What is the “so-what” element to things these days? My self-esteem was squashed about 3 months ago when my advisor asked me where my thesis’s argument is and 3 months later . . . my argument is like the groundhog hiding from its shadow. Now I am the groundhog and my thesis is the sun. I’m hiding.

Rather, not hiding but just avoiding–my cold let’s me do this. Napping, chewing raw ginger, swallowing a pharmacy of vitamins and medicine, sitting 5 inches away from my humidifier. My thesis is over there while I’m over here.

But I guess this is a new way of life? I know I will reach my DEADlines but getting there is the struggle? The goal?

My thesis has shown me how something, one thing that will hopefully get me into grad school, put a foot in some academic door somewhere somehow, can take over your life entirely. Giving yourself over to something you (used) to love, ha, still do, is beautiful? Surprising? Terrifying?

“Oh my gosh, Taylor, this week has been so awful, what am I supposed to do?”
“Well Toni Morrison has an answer. Its in the Consolata section of Paradise, let me flip to the page.”

“TAYLOR, I was staring at old photographs of my ex and they seemed to shift? change?”
“STAHP, that’s just like the ending of Beloved where I still have no idea what’s going on even though its in my thesis . . . wait. Is Morrison talking through you? Are you a Morrison oracle?”

There is an extreme irony about tracing Morrison’s theory of healing when I need to heal from the thesis process.

I walk down the road looking at the city of Ann Arbor imagining it is the City Morrison describes in Jazz. I look in the mirror and see Beloved’s face. I go to a friends house and imagine it to be Paradise’s convent pre-raid and pre-slaughter.

For now I have to give into the delusions/hallucinations/reality of certain books projecting so far into my life that I have become my own character. My agency is just the narrator of myself scripting myself and positioning myself in the world.

?

The art of getting through is perserverence. It’s taking naps when I’m tired. It’s eating throughout the entire day. It’s only listening to Le1f. It’s hanging out with friends for brief snippets everyday. It’s making angsty and somewhat frightening facebook statuses so you can tell the world that you are on the edge (of glory).

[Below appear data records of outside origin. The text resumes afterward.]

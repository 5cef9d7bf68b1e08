//! Citizen-facing notification requests.

use std::sync::{Arc, Mutex};

use anyhow::Result;
use async_trait::async_trait;
use grievance_core::{GrievanceId, GrievanceStatus};
use serde::{Deserialize, Serialize};

use crate::background::BackgroundQueue;

#[derive(Debug, Clone, Copy, Serialize, Deserialize, PartialEq, Eq)]
#[serde(rename_all = "snake_case")]
pub enum NotificationKind {
    StatusChanged,
    Escalated,
}

#[derive(Debug, Clone, Serialize, Deserialize, PartialEq, Eq)]
pub struct Notification {
    pub grievance_id: GrievanceId,
    pub recipient_id: String,
    pub kind: NotificationKind,
    pub status: GrievanceStatus,
    pub message: String,
}

#[async_trait]
pub trait Notifier: Send + Sync {
    async fn notify(&self, notification: &Notification) -> Result<()>;
}

/// Hand `notification` to `notifier` on the background queue.
pub fn schedule(
    queue: &BackgroundQueue,
    notifier: &Arc<dyn Notifier>,
    notification: Notification,
) -> bool {
    let notifier = Arc::clone(notifier);
    queue.submit("citizen_notification", async move { notifier.notify(&notification).await })
}

/// Writes each notification request to the log.
#[derive(Debug, Clone, Copy, Default)]
pub struct TracingNotifier;

#[async_trait]
impl Notifier for TracingNotifier {
    async fn notify(&self, notification: &Notification) -> Result<()> {
        tracing::info!(
            grievance_id = %notification.grievance_id,
            recipient_id = %notification.recipient_id,
            kind = ?notification.kind,
            status = %notification.status,
            "notification requested"
        );
        Ok(())
    }
}

/// Keeps every notification in memory; used by tests and local tooling.
#[derive(Debug, Default)]
pub struct RecordingNotifier {
    sent: Mutex<Vec<Notification>>,
}

impl RecordingNotifier {
    #[must_use]
    pub fn new() -> Self {
        Self::default()
    }

    #[must_use]
    pub fn sent(&self) -> Vec<Notification> {
        match self.sent.lock() {
            Ok(guard) => guard.clone(),
            Err(poisoned) => poisoned.into_inner().clone(),
        }
    }
}

#[async_trait]
impl Notifier for RecordingNotifier {
    async fn notify(&self, notification: &Notification) -> Result<()> {
        match self.sent.lock() {
            Ok(mut guard) => guard.push(notification.clone()),
            Err(poisoned) => poisoned.into_inner().push(notification.clone()),
        }
        Ok(())
    }
}
use std::path::Path;

use anyhow::{anyhow, Context, Result};
use grievance_core::{
    canonical_timestamp, Authority, AuthorityId, AuthorityLevel, Coordinates, DuplicateCandidate,
    EscalationPlan, Grievance, GrievanceId, GrievanceStatus, GrievanceUpdate, ReputationEvent,
    ReputationSnapshot, UpdateId,
};
use rusqlite::{params, Connection, OptionalExtension, Transaction};
use serde::{Deserialize, Serialize};
use time::OffsetDateTime;
use ulid::Ulid;

const LATEST_SCHEMA_VERSION: i64 = 2;

const CREATE_SCHEMA_MIGRATIONS_SQL: &str = r"
CREATE TABLE IF NOT EXISTS schema_migrations (
  version INTEGER PRIMARY KEY,
  applied_at TEXT NOT NULL
);
";

const MIGRATION_001_SQL: &str = r"
CREATE TABLE IF NOT EXISTS authorities (
  id TEXT PRIMARY KEY,
  name TEXT NOT NULL,
  level TEXT NOT NULL CHECK (level IN ('gro','officer','nodal_officer','director')),
  department_id TEXT NOT NULL,
  external_account_id TEXT
);

CREATE TABLE IF NOT EXISTS grievances (
  id TEXT PRIMARY KEY,
  title TEXT NOT NULL,
  description TEXT NOT NULL,
  category TEXT NOT NULL,
  severity INTEGER NOT NULL CHECK (severity BETWEEN 1 AND 10),
  upvotes INTEGER NOT NULL DEFAULT 0 CHECK (upvotes >= 0),
  priority_score INTEGER NOT NULL CHECK (priority_score BETWEEN 0 AND 100),
  status TEXT NOT NULL CHECK (status IN ('pending','acknowledged','in_progress','escalated','resolved')),
  is_escalated INTEGER NOT NULL DEFAULT 0 CHECK (is_escalated IN (0, 1)),
  escalated_at TEXT,
  assigned_to_id TEXT,
  department_id TEXT NOT NULL,
  creator_id TEXT NOT NULL,
  lat REAL,
  lng REAL,
  embedding_json TEXT NOT NULL DEFAULT '[]',
  duplicate_of TEXT,
  canonical_hash TEXT NOT NULL UNIQUE,
  ledger_tx_id TEXT,
  verified_on_ledger INTEGER NOT NULL DEFAULT 0 CHECK (verified_on_ledger IN (0, 1)),
  estimated_resolution_date TEXT,
  created_at TEXT NOT NULL,
  updated_at TEXT NOT NULL,
  CHECK ((lat IS NULL) = (lng IS NULL)),
  FOREIGN KEY (assigned_to_id) REFERENCES authorities(id),
  FOREIGN KEY (duplicate_of) REFERENCES grievances(id)
);

CREATE TABLE IF NOT EXISTS grievance_updates (
  id TEXT PRIMARY KEY,
  grievance_id TEXT NOT NULL,
  author_id TEXT NOT NULL,
  status TEXT NOT NULL CHECK (status IN ('pending','acknowledged','in_progress','escalated','resolved')),
  message TEXT NOT NULL,
  ledger_tx_id TEXT,
  created_at TEXT NOT NULL,
  FOREIGN KEY (grievance_id) REFERENCES grievances(id)
);

CREATE INDEX IF NOT EXISTS idx_grievances_overdue
  ON grievances(is_escalated, status, estimated_resolution_date);
CREATE INDEX IF NOT EXISTS idx_grievances_updated_at ON grievances(updated_at);
CREATE INDEX IF NOT EXISTS idx_grievance_updates_grievance ON grievance_updates(grievance_id, created_at);
CREATE INDEX IF NOT EXISTS idx_authorities_level ON authorities(level, department_id);
";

I hope when my thesis is turned in, when I get my degree, and when I’m months out from undergrad, I can say that things were surprising. Things made me question my hidden assumptions. Things made me reevaluate the world.

I am the art, for now. And give me a few months where I can become my own audience. I can’t see the “so-what” now, but I will. I will.

“Say make me, remake me.”

 

Look Towards The Light

It’s about that time of the year, or, perhaps, way past that moment when Fall darkness sets in. I get home from class and work in the dark, I study and write in the dark, I socialize in the dark, and during the day (which is usually dark because Michigan) I’m kept inside tiny rooms within more rooms within more rooms. Life in winter is kafkaesque. Work seems to pile up around me and I’m overwhelmed. But there is something else going on entirely under my skin.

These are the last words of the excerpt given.